Bayesian inference treats parameters and hypotheses as random variables. Given a prior $p(\theta)$ and likelihood $p(\mathcal{D} | \theta)$, the posterior combines them via Bayes' theorem:

$$p(\theta | \mathcal{D}) = \frac{p(\mathcal{D} | \theta) \, p(\theta)}{p(\mathcal{D})}$$

The posterior is the basis for all subsequent inference: MAP estimation $\hat \theta = \arg\max p(\theta | \mathcal{D})$, posterior mean $\bar \theta = \mathbb{E}[\theta | \mathcal{D}]$, credible intervals, predictive distributions $p(x_\mathrm{new} | \mathcal{D}) = \int p(x_\mathrm{new} | \theta) p(\theta | \mathcal{D}) d\theta$.

Conjugate priors give closed-form posteriors: Beta-Bernoulli, Gaussian-Gaussian, Dirichlet-multinomial, Normal-Inverse-Wishart. Otherwise, MCMC or variational inference are required.

Bayesian deep learning: place a prior on neural network weights, approximate the posterior. Methods: variational Bayesian neural networks, MC dropout, deep ensembles (an implicit Bayesian average), Stein variational gradient descent.

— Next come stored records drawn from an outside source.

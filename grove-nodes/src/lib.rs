//! Leaf actions, decorators, selectors, and the tick driver for grove
//! behavior trees.
//!
//! A tree is built once from boxed [`Node`](grove_core::Node) values and
//! then shared: all mutable evaluation state lives on the actor (see
//! `grove-core`). The
//! [`Tree`] driver is the per-tick entry point; underneath it sit three
//! kinds of node:
//!
//! - leaf actions ([`action`]) that read and write actor attributes,
//! - decorators ([`decorator`]) that wrap a single child,
//! - selectors ([`selector`]) that combine several children, including
//!   the resumable [`Priority`] and [`Sequence`] scans.
//!
//! ```
//! use grove_core::{AttrKey, Attributes, NodeId, NullSignalSink, Outcome, TickContext};
//! use grove_nodes::{CheckValue, Idle, Priority, Sequence, SetValue, Tree};
//!
//! const READY: AttrKey<bool> = AttrKey::new(1);
//! const DONE: AttrKey<bool> = AttrKey::new(2);
//!
//! // Until READY flips, the first branch is a dead end and the actor idles.
//! let tree: Tree<Attributes> = Tree::new(
//!     NodeId::new(100),
//!     Box::new(Priority::new(
//!         NodeId::new(101),
//!         vec![
//!             Box::new(Sequence::new(
//!                 NodeId::new(102),
//!                 vec![
//!                     Box::new(CheckValue::new(READY)),
//!                     Box::new(SetValue::new(DONE, true)),
//!                 ],
//!             )),
//!             Box::new(Idle),
//!         ],
//!     )),
//! );
//!
//! let mut actor = Attributes::new();
//! let mut signals = NullSignalSink;
//!
//! let mut ctx = TickContext::new(0, 0.0, &mut signals);
//! assert_eq!(tree.tick(&mut actor, &mut ctx), Ok(Outcome::Running));
//!
//! actor.set(READY, true);
//! let mut ctx = TickContext::new(1, 0.1, &mut signals);
//! assert_eq!(tree.tick(&mut actor, &mut ctx), Ok(Outcome::Success));
//! assert_eq!(actor.get(DONE), Some(&true));
//! ```

#![cfg_attr(docsrs, feature(doc_cfg))]
#![forbid(unsafe_code)]

pub mod action;
pub mod decorator;
pub mod driver;
pub mod selector;

pub use action::{
    CheckValue, Condition, Idle, IncreaseValue, SetCurrentTime, SetValue, Task, Truthy, Wait,
};
pub use decorator::{Debounce, EmitOnSuccess, Inverter};
pub use driver::Tree;
pub use selector::{Concurrent, Priority, Sequence};
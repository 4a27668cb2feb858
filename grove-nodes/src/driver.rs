//! The per-tick entry point.

use grove_core::{Actor, EvalError, Node, NodeId, Outcome, TickContext};
use grove_tools::{emit as trace_emit, TraceEvent};

/// A built behavior tree plus its tick entry point.
///
/// The tree owns its root and nothing else; every piece of evaluation state,
/// including the outcome of the last walk, is stored on the actor under this
/// tree's id. One `Tree` value therefore serves any number of actors, each
/// with an independent notion of "where was I".
///
/// [`Tree::tick`] is the only way a host is meant to evaluate a tree: it
/// guarantees that a tree whose previous walk resolved starts its next
/// activation from scratch, while a `Running` tree resumes untouched.
pub struct Tree<A>
where
    A: Actor,
{
    id: NodeId,
    root: Box<dyn Node<A>>,
}

impl<A> Tree<A>
where
    A: Actor,
{
    pub fn new(id: NodeId, root: Box<dyn Node<A>>) -> Self {
        Self { id, root }
    }

    pub const fn id(&self) -> NodeId {
        self.id
    }

    /// Evaluate the tree once for this actor.
    ///
    /// If the previous walk resolved (anything but `Running`), the whole
    /// tree is reset for this actor first. A hard error aborts the walk and
    /// leaves the stored outcome as it was.
    pub fn tick(&self, actor: &mut A, tick: &mut TickContext<'_>) -> Result<Outcome, EvalError> {
        let key = self.id.state_key::<Outcome>();
        let last = actor.attributes().get(key).copied().unwrap_or_default();
        if last != Outcome::Running {
            self.root.reset(actor);
        }

        let outcome = self.root.evaluate(actor, tick)?;
        actor.attributes_mut().set(key, outcome);

        let tag = match outcome {
            Outcome::Ready => "tree.ready",
            Outcome::Success => "tree.success",
            Outcome::Running => "tree.running",
            Outcome::Failed => "tree.failed",
            Outcome::Error => "tree.error",
        };
        trace_emit(
            actor.attributes_mut(),
            TraceEvent::new(tick.tick, tag).with_a(self.id.raw()),
        );

        Ok(outcome)
    }

    /// Outcome of the most recent completed walk for this actor, or `Ready`
    /// if no walk has completed.
    pub fn last_outcome(&self, actor: &A) -> Outcome {
        actor
            .attributes()
            .get(self.id.state_key::<Outcome>())
            .copied()
            .unwrap_or_default()
    }

    /// Drop all per-actor state below this tree, including the stored
    /// outcome. The next [`Tree::tick`] behaves like the first ever.
    pub fn reset(&self, actor: &mut A) {
        self.root.reset(actor);
        actor.attributes_mut().remove(self.id.state_key::<Outcome>());
    }
}
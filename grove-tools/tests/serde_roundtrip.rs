#![cfg(feature = "serde")]

use grove_tools::{TraceEvent, TraceLog};

#[test]
fn trace_log_roundtrips_through_json() {
    let mut log = TraceLog::new();
    log.push(TraceEvent::new(0, "tree.running").with_a(9));
    log.push(TraceEvent::new(1, "selector.resume").with_a(4).with_b(2));
    log.push(TraceEvent::new(1, "tree.success").with_a(9));

    let json = serde_json::to_string(&log).unwrap();
    let back: TraceLog = serde_json::from_str(&json).unwrap();
    assert_eq!(back, log);
    assert_eq!(back.events[1].b, 2);
}
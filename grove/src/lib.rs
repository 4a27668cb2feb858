//! Umbrella crate for the grove behavior tree engine.
//!
//! Pulls the `grove-*` crates together under one roof so hosts depend on a
//! single name. Each member stays usable on its own; the feature flags here
//! just mirror that split.

#![cfg_attr(docsrs, feature(doc_cfg))]
#![forbid(unsafe_code)]

#[cfg(feature = "core")]
#[cfg_attr(docsrs, doc(cfg(feature = "core")))]
pub use grove_core as core;

#[cfg(feature = "nodes")]
#[cfg_attr(docsrs, doc(cfg(feature = "nodes")))]
pub use grove_nodes as nodes;

#[cfg(feature = "tools")]
#[cfg_attr(docsrs, doc(cfg(feature = "tools")))]
pub use grove_tools as tools;
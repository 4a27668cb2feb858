use thiserror::Error;

/// Hard failure raised during a tree walk.
///
/// This is the other side of the line from [`Outcome::Failed`]: a `Failed`
/// outcome is a behavior not working out and is part of normal control flow,
/// while an `EvalError` means the tree itself is wired wrong, for example an
/// action that requires an attribute nothing has initialized. Walks abort on
/// the first hard error and leave no partial continuation state behind for
/// the aborted call.
///
/// [`Outcome::Failed`]: crate::Outcome::Failed
#[derive(Debug, Error, Clone, PartialEq, Eq)]
pub enum EvalError {
    /// A node needs an attribute that is missing from the actor, and the
    /// node's contract treats that as a wiring bug rather than a `Failed`.
    #[error("{node} requires attribute id={key}, which is missing on the actor")]
    MissingAttribute {
        /// Name of the node type that raised the error.
        node: &'static str,
        /// Raw id of the missing attribute key.
        key: u64,
    },
}
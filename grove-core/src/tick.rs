use crate::signal::{Signal, SignalSink};

/// Host-supplied context for one evaluation call.
///
/// The engine has no clock and no event loop of its own; whatever drives the
/// simulation builds one of these per tick and threads it through the walk.
/// `time` must be monotonic non-decreasing across ticks for one actor: the
/// wait and debounce nodes compare stamped times against it and assume time
/// never runs backwards.
pub struct TickContext<'a> {
    /// Index of the current tick.
    pub tick: u64,
    /// Current time in seconds. Monotonic non-decreasing.
    pub time: f64,
    signals: &'a mut dyn SignalSink,
}

impl<'a> TickContext<'a> {
    pub fn new(tick: u64, time: f64, signals: &'a mut dyn SignalSink) -> Self {
        Self {
            tick,
            time,
            signals,
        }
    }

    /// Send a notification to the host through the sink for this tick.
    pub fn emit(&mut self, signal: Signal) {
        self.signals.emit(signal);
    }
}

#[cfg(test)]
mod tests {
    use super::*;
    use crate::signal::VecSignalSink;

    #[test]
    fn emit_forwards_to_the_sink() {
        let mut sink = VecSignalSink::new();
        let mut ctx = TickContext::new(4, 0.4, &mut sink);
        ctx.emit(Signal::new("spotted").with_a(11));
        assert_eq!(sink.signals.len(), 1);
        assert_eq!(sink.signals[0].tag, "spotted");
        assert_eq!(sink.signals[0].a, 11);
    }
}
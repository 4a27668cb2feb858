use std::any::Any;
use std::collections::BTreeMap;
use std::marker::PhantomData;

/// Typed key into an actor's attribute store.
///
/// A key is a plain `u64` id plus a compile-time type tag. Ids are chosen by
/// the tree author and must be unique within one actor's store; the type tag
/// makes every read and write statically typed without the store itself
/// knowing any concrete types. Keys are declared as consts next to the code
/// that owns them.
#[derive(Debug, PartialEq, Eq, PartialOrd, Ord, Hash)]
pub struct AttrKey<T: 'static> {
    id: u64,
    _marker: PhantomData<fn() -> T>,
}

impl<T: 'static> Clone for AttrKey<T> {
    fn clone(&self) -> Self {
        *self
    }
}

impl<T: 'static> Copy for AttrKey<T> {}

impl<T: 'static> AttrKey<T> {
    pub const fn new(id: u64) -> Self {
        Self {
            id,
            _marker: PhantomData,
        }
    }

    pub const fn id(self) -> u64 {
        self.id
    }
}

/// Per-actor storage of named, typed slots.
///
/// This is the only state surface the evaluation engine touches: leaf actions
/// read and write domain slots here, and the stateful combinators keep their
/// continuation state here, keyed by node id. A slot is either present with
/// the exact type its key declares, or absent. Reading an absent slot is an
/// ordinary `None`; reading a present slot through a key of the wrong type
/// is a programming error and panics.
#[derive(Debug, Default)]
pub struct Attributes {
    slots: BTreeMap<u64, Box<dyn Any + Send + Sync>>,
}

impl Attributes {
    pub fn new() -> Self {
        Self::default()
    }

    pub fn len(&self) -> usize {
        self.slots.len()
    }

    pub fn is_empty(&self) -> bool {
        self.slots.is_empty()
    }

    /// Remove every slot.
    pub fn clear(&mut self) {
        self.slots.clear();
    }

    pub fn contains<T: Send + Sync + 'static>(&self, key: AttrKey<T>) -> bool {
        self.slots.contains_key(&key.id)
    }

    /// Insert or overwrite the slot for `key`.
    pub fn set<T: Send + Sync + 'static>(&mut self, key: AttrKey<T>, value: T) {
        self.slots.insert(key.id, Box::new(value));
    }

    pub fn get<T: Send + Sync + 'static>(&self, key: AttrKey<T>) -> Option<&T> {
        let slot = self.slots.get(&key.id)?;
        match slot.downcast_ref::<T>() {
            Some(value) => Some(value),
            None => panic!("attribute type mismatch for key id={}", key.id),
        }
    }

    pub fn get_mut<T: Send + Sync + 'static>(&mut self, key: AttrKey<T>) -> Option<&mut T> {
        let slot = self.slots.get_mut(&key.id)?;
        match slot.downcast_mut::<T>() {
            Some(value) => Some(value),
            None => panic!("attribute type mismatch for key id={}", key.id),
        }
    }

    /// Take the slot for `key` out of the store.
    pub fn remove<T: Send + Sync + 'static>(&mut self, key: AttrKey<T>) -> Option<T> {
        let slot = self.slots.remove(&key.id)?;
        match slot.downcast::<T>() {
            Ok(value) => Some(*value),
            Err(_) => panic!("attribute type mismatch for key id={}", key.id),
        }
    }
}
//! The expense service seam.
//!
//! `ExpenseService` is everything the client needs from the backend. The
//! browser build talks to it over HTTP with [`HttpService`]; tests swap in
//! an in-process fake.

use async_trait::async_trait;
use gloo_net::http::{Request, RequestBuilder, Response};
use serde::de::DeserializeOwned;

use crate::config::ClientConfig;
use crate::error::{ClientError, ClientResult, AUTH_FALLBACK_MESSAGE};
use crate::models::{
    AuthMode, BudgetRequest, BudgetSummary, Credentials, ExpenseRecord, NewExpense, TokenResponse,
};

#[async_trait(?Send)]
pub trait ExpenseService {
    /// Register or log in, returning the bearer credential.
    async fn authenticate(&self, mode: AuthMode, credentials: &Credentials) -> ClientResult<String>;

    async fn expenses(&self, credential: &str) -> ClientResult<Vec<ExpenseRecord>>;

    async fn summaries(&self, credential: &str) -> ClientResult<Vec<BudgetSummary>>;

    async fn create_expense(&self, credential: &str, expense: &NewExpense) -> ClientResult<()>;

    async fn set_budget(&self, credential: &str, budget: &BudgetRequest) -> ClientResult<()>;
}

#[derive(Debug, Clone)]
pub struct HttpService {
    config: ClientConfig,
}

impl HttpService {
    pub fn new(config: ClientConfig) -> Self {
        Self { config }
    }

    fn authorized(&self, builder: RequestBuilder, credential: &str) -> RequestBuilder {
        builder.header("Authorization", &format!("Bearer {}", credential))
    }

    async fn get_json<T: DeserializeOwned>(&self, path: &str, credential: &str) -> ClientResult<T> {
        let url = self.config.endpoint(path);
        let resp = self.authorized(Request::get(&url), credential).send().await?;
        let resp = check_status(resp).await?;
        Ok(resp.json::<T>().await?)
    }

    async fn request_token(&self, mode: AuthMode, credentials: &Credentials) -> ClientResult<String> {
        let url = self.config.endpoint(mode.path());
        let resp = Request::post(&url).json(credentials)?.send().await?;

        if !resp.ok() {
            let body = resp.text().await.unwrap_or_default();
            return Err(ClientError::Auth(
                detail_message(&body).unwrap_or_else(|| AUTH_FALLBACK_MESSAGE.to_string()),
            ));
        }

        let token: TokenResponse = resp.json().await?;
        Ok(token.access_token)
    }

    async fn post_json<B: serde::Serialize>(
        &self,
        path: &str,
        credential: &str,
        body: &B,
    ) -> ClientResult<()> {
        let url = self.config.endpoint(path);
        let resp = self
            .authorized(Request::post(&url), credential)
            .json(body)?
            .send()
            .await?;
        check_status(resp).await?;
        Ok(())
    }
}

#[async_trait(?Send)]
impl ExpenseService for HttpService {
    async fn authenticate(&self, mode: AuthMode, credentials: &Credentials) -> ClientResult<String> {
        self.request_token(mode, credentials)
            .await
            .map_err(ClientError::into_auth_failure)
    }

    async fn expenses(&self, credential: &str) -> ClientResult<Vec<ExpenseRecord>> {
        self.get_json("/expenses", credential).await
    }

    async fn summaries(&self, credential: &str) -> ClientResult<Vec<BudgetSummary>> {
        self.get_json("/summary", credential).await
    }

    async fn create_expense(&self, credential: &str, expense: &NewExpense) -> ClientResult<()> {
        self.post_json("/expenses", credential, expense).await
    }

    async fn set_budget(&self, credential: &str, budget: &BudgetRequest) -> ClientResult<()> {
        self.post_json("/budget", credential, budget).await
    }
}

#[async_trait(?Send)]
impl<T: ExpenseService + ?Sized> ExpenseService for std::rc::Rc<T> {
    async fn authenticate(&self, mode: AuthMode, credentials: &Credentials) -> ClientResult<String> {
        (**self).authenticate(mode, credentials).await
    }

    async fn expenses(&self, credential: &str) -> ClientResult<Vec<ExpenseRecord>> {
        (**self).expenses(credential).await
    }

    async fn summaries(&self, credential: &str) -> ClientResult<Vec<BudgetSummary>> {
        (**self).summaries(credential).await
    }

    async fn create_expense(&self, credential: &str, expense: &NewExpense) -> ClientResult<()> {
        (**self).create_expense(credential, expense).await
    }

    async fn set_budget(&self, credential: &str, budget: &BudgetRequest) -> ClientResult<()> {
        (**self).set_budget(credential, budget).await
    }
}

async fn check_status(resp: Response) -> ClientResult<Response> {
    if resp.ok() {
        return Ok(resp);
    }
    let status = resp.status();
    if status == 401 {
        return Err(ClientError::Unauthorized);
    }
    let body = resp.text().await.unwrap_or_default();
    Err(ClientError::Service {
        status,
        message: detail_message(&body).unwrap_or(body),
    })
}

/// Pull the human-readable `detail` out of an error body.
///
/// The service sends either `{"detail": "text"}` or, for rejected request
/// bodies, `{"detail": [{"msg": "text", ...}, ...]}`.
pub fn detail_message(body: &str) -> Option<String> {
    let json: serde_json::Value = serde_json::from_str(body).ok()?;
    match json.get("detail")? {
        serde_json::Value::String(s) if !s.is_empty() => Some(s.clone()),
        serde_json::Value::Array(items) => {
            let msgs: Vec<&str> = items
                .iter()
                .filter_map(|item| item.get("msg").and_then(|m| m.as_str()))
                .collect();
            if msgs.is_empty() {
                None
            } else {
                Some(msgs.join("; "))
            }
        }
        _ => None,
    }
}

#[cfg(test)]
mod tests {
    use super::*;

    #[test]
    fn test_detail_message_string() {
        let body = r#"{"detail":"Username already exists"}"#;
        assert_eq!(detail_message(body).as_deref(), Some("Username already exists"));
    }

    #[test]
    fn test_detail_message_validation_list() {
        let body = r#"{"detail":[{"loc":["body","password"],"msg":"field required"},{"msg":"too short"}]}"#;
        assert_eq!(
            detail_message(body).as_deref(),
            Some("field required; too short")
        );
    }

    #[test]
    fn test_detail_message_rejects_non_json() {
        assert_eq!(detail_message("Internal Server Error"), None);
        assert_eq!(detail_message(r#"{"message":"nope"}"#), None);
    }
}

Practical Bayesian deep learning remains an open challenge, exact Bayesian neural networks are intractable; existing approximations have known weaknesses.

Model selection: Bayesian model averaging weighs models by their marginal likelihood $p(\mathcal{D} | \mathcal{M}) = \int p(\mathcal{D} | \theta, \mathcal{M}) p(\theta | \mathcal{M}) d\theta$. The Bayesian Information Criterion (BIC) is a Laplace approximation to the log marginal likelihood.

Bayesian inference contrasts with frequentist statistics (which treats parameters as fixed unknowns). Both have applications; Bayesian methods excel when prior information is available and when uncertainty quantification matters; frequentist methods excel for hypothesis testing with strict error guarantees.